Before she died, Edna recorded her memories of her childhood.

“Our home was on the lowlands of the Willamette River and near its junction with the Long Tom river.  When swollen by heavy winter rains and both streams would rise at the same time a real flood occurred….As little children, without responsibility, the experience was exciting.  The rowboat traveling between house and barn manned by Father and George Houck was a happy experience.  We rode over the yard fence, saw venturesome chickens rescued from water into which they had fallen and placed on the roost once more; sheep, caught on low ground were picked up and rowed to safety; hogs whose pens were invaded by water at one time, were saved by being lifted to the roof of the pen through a hole cut through the roof.
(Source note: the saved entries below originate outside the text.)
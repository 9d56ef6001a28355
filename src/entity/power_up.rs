//! The power pellet and the powered-up timer.

use std::time::{Duration, Instant};

use glam::IVec2;
use rand::Rng;
use tracing::debug;

use crate::constants::{LEVEL_SIZE, POWER_UP_DURATION};
use crate::geometry::{intersects, Rect};
use crate::sprite::{Role, Sprite};
use crate::texture::SheetId;

/// What happened to the power-up during an update.
#[derive(Debug, Clone, Copy, PartialEq, Eq)]
pub enum PowerUpEvent {
    None,
    Collected,
    Expired,
}

#[derive(Debug, Clone)]
pub struct PowerUp {
    pub sprite: Sprite,
    powered_since: Option<Instant>,
    duration: Duration,
}

impl PowerUp {
    /// Places the pellet (sized by `clip`) somewhere random inside the level.
    pub fn new<R: Rng + ?Sized>(clip: Rect, rng: &mut R) -> Self {
        let mut sprite = Sprite::new(Role::PowerUp, SheetId::PowerUp, IVec2::ZERO)
            .with_clips([clip])
            .with_default_collider();
        let pos = random_position(sprite.size(), rng);
        sprite.move_to(pos);

        Self {
            sprite,
            powered_since: None,
            duration: POWER_UP_DURATION,
        }
    }

    #[must_use]
    pub fn with_duration(mut self, duration: Duration) -> Self {
        self.duration = duration;
        self
    }

    pub fn is_powered(&self) -> bool {
        self.powered_since.is_some()
    }

    /// Collects the pellet when Pac-Man's box overlaps it, and once the powered
    /// period is over moves it to a new random spot.
    pub fn update<R: Rng + ?Sized>(&mut self, pac_bounds: Option<Rect>, now: Instant, rng: &mut R) -> PowerUpEvent {
        match self.powered_since {
            None => {
                let touched = pac_bounds
                    .zip(self.sprite.colliders().bounds())
                    .is_some_and(|(pac, pellet)| intersects(pac, pellet));
                if touched {
                    debug!(pos = ?self.sprite.pos, "Power-up collected");
                    self.powered_since = Some(now);
                    return PowerUpEvent::Collected;
                }
                PowerUpEvent::None
            }
            Some(since) if now.saturating_duration_since(since) > self.duration => {
                self.powered_since = None;
                let pos = random_position(self.sprite.size(), rng);
                self.sprite.move_to(pos);
                debug!(?pos, "Power-up expired and respawned");
                PowerUpEvent::Expired
            }
            Some(_) => PowerUpEvent::None,
        }
    }
}

/// A random top-left corner keeping a sprite of `size` inside the level.
pub fn random_position<R: Rng + ?Sized>(size: IVec2, rng: &mut R) -> IVec2 {
    let max = (LEVEL_SIZE - size).max(IVec2::ZERO);
    IVec2::new(rng.random_range(0..=max.x), rng.random_range(0..=max.y))
}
Twice I recall the water rose inches over the first floor of the house and at night the rowboat was tied to the newel post in the front hall.  Yes, it was very interesting for children.”
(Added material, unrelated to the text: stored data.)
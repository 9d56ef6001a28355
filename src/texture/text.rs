//! TTF text rendering for the title and the dialogue boxes.

use glam::IVec2;
use sdl2::pixels::Color;
use sdl2::render::{Texture, TextureCreator};
use sdl2::ttf::Font;
use sdl2::video::WindowContext;

use crate::error::TextureError;
use crate::world::TextMetrics;

/// A rendered piece of text and its pixel size.
pub struct RenderedText {
    pub texture: Texture,
    pub size: IVec2,
}

/// Renders strings with one font into fresh textures.
pub struct TextRenderer {
    font: Font<'static, 'static>,
    line_height: i32,
}

impl TextRenderer {
    pub fn new(font: Font<'static, 'static>) -> Self {
        let line_height = font.height();
        Self { font, line_height }
    }

    /// Height of one rendered line.
    pub fn line_height(&self) -> i32 {
        self.line_height
    }

    /// Width and height `text` would render at.
    pub fn measure(&self, text: &str) -> Result<IVec2, TextureError> {
        if text.is_empty() {
            return Ok(IVec2::new(0, self.line_height));
        }
        let (w, h) = self
            .font
            .size_of(text)
            .map_err(|e| TextureError::RenderFailed(e.to_string()))?;
        Ok(IVec2::new(w as i32, h as i32))
    }

    /// Renders `text`. Empty text renders nothing.
    pub fn render(
        &self,
        creator: &TextureCreator<WindowContext>,
        text: &str,
        color: Color,
    ) -> Result<Option<RenderedText>, TextureError> {
        if text.is_empty() {
            return Ok(None);
        }

        let surface = self
            .font
            .render(text)
            .blended(color)
            .map_err(|e| TextureError::RenderFailed(e.to_string()))?;
        let size = IVec2::new(surface.width() as i32, surface.height() as i32);
        let texture = creator
            .create_texture_from_surface(&surface)
            .map_err(|e| TextureError::RenderFailed(e.to_string()))?;

        Ok(Some(RenderedText { texture, size }))
    }
}

impl TextMetrics for TextRenderer {
    fn line_height(&self) -> i32 {
        self.line_height
    }

    fn text_width(&self, text: &str) -> i32 {
        self.measure(text).map(|size| size.x).unwrap_or_default()
    }
}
“My brother [Ross] and I played happily together.  Down near the river in a clump of trees was located the open air barn which housed our horses, stick horses.  They were mostly hazel or willow switches, carefully decorated with a jack knife. Some were striped, some natural, while on others the lines were cut diagonally. A cord furnished the harness, and astride these horses, we traveled many miles.  All were named and we knew them on sight.” “Jerry was my best trained animal—trick horse…Ross’s favorite horse, a willow stick tinted red, was named Red Donattus from a character in a Chatterbox story.”

“I preferred playing with the dolls but sometime I was forced to make a bargain– exercise the horses first- then my partner was willing to play my game with the doll colony.  These dolls were about 3 inches in length, developed from a small roll of cloth.  A smaller roll fashioned the arms.  Boys had legs, girls none.  Some were fat and some lean but after a visit from a very short, round Methodist bishop, the colony was increased by one roly poly member named Bishop or Chub. Also some were black and some white but use withdrew the color line and all became one race.  Ability to sew by hand was a necessary art in the manufacture of new colony members, one seam up the back and the arms sewed on completed the work.  No sewing was necessary in clothing them as a piece of cloth with holes cut for arms was all they required…..

“Penciled lines, eyes, ears, nose, and mouth gave personality so we were able at a glance to distinguish each and call them by name though the colony at one time numbered seventy individuals.  A young uncle felt sure he could confuse us on the names of the dolls and one day made it a test case.  He would  hide a handful of them behind his back, pull them out individually and call for the name.  We never failed in reply and correctly.  I should know Chub today if I saw a little fat roll of checkered wool cloth dressed in a red calico jacket. The colony was at home in pasteboard boxes of various sizes, piled in tiers.  At times they grew tired of life in one place and moving was considered essential.  That was a day of joy! In winter they migrated from one part of the living room to another thanks to an indulgent Mother.  But in summer! There was a favorite sport under a large oak tree where cave life was attractive….

“When this location lost its charm, there was the Pretty Place.  This sport was in a grove by the river side where the tree roots under water in winter were lying exposed and moss covered.  Here the colony had ample space to expand and that afforded a real change for us.

“At an early age Ross read the Youth’s Companion with its stories from history, pioneer days in the west, Indian wars, and stories of the Revolution.  As the mood seized him, the colony was prepared for battle.  George Washington leading his troops never lost its charm. These soldiers were armed with swords and hatchets, thanks to Mother’s paper of pins and the plug tobacco company trademark, a little tomahawk….

“When the neighboring children came to visit us, the warehouse was always the attraction. No better place in the world to play Hide and Seek, as the building rested on large blocks where small people could hide until time to make the rush to get in free.  A big oak tree was the base….

“Then there were the three large bins that held the unsacked grain which distributed over the floor to a depth of a few feet made an excellent landing spot….We would climb a ladder in the elevator room, go out on a platform and make the plunge into the cool wheat, run around through two big rooms, climb the ladder, go out on the platform, and jump into the cool wheat, and then run, etc., etc., again.”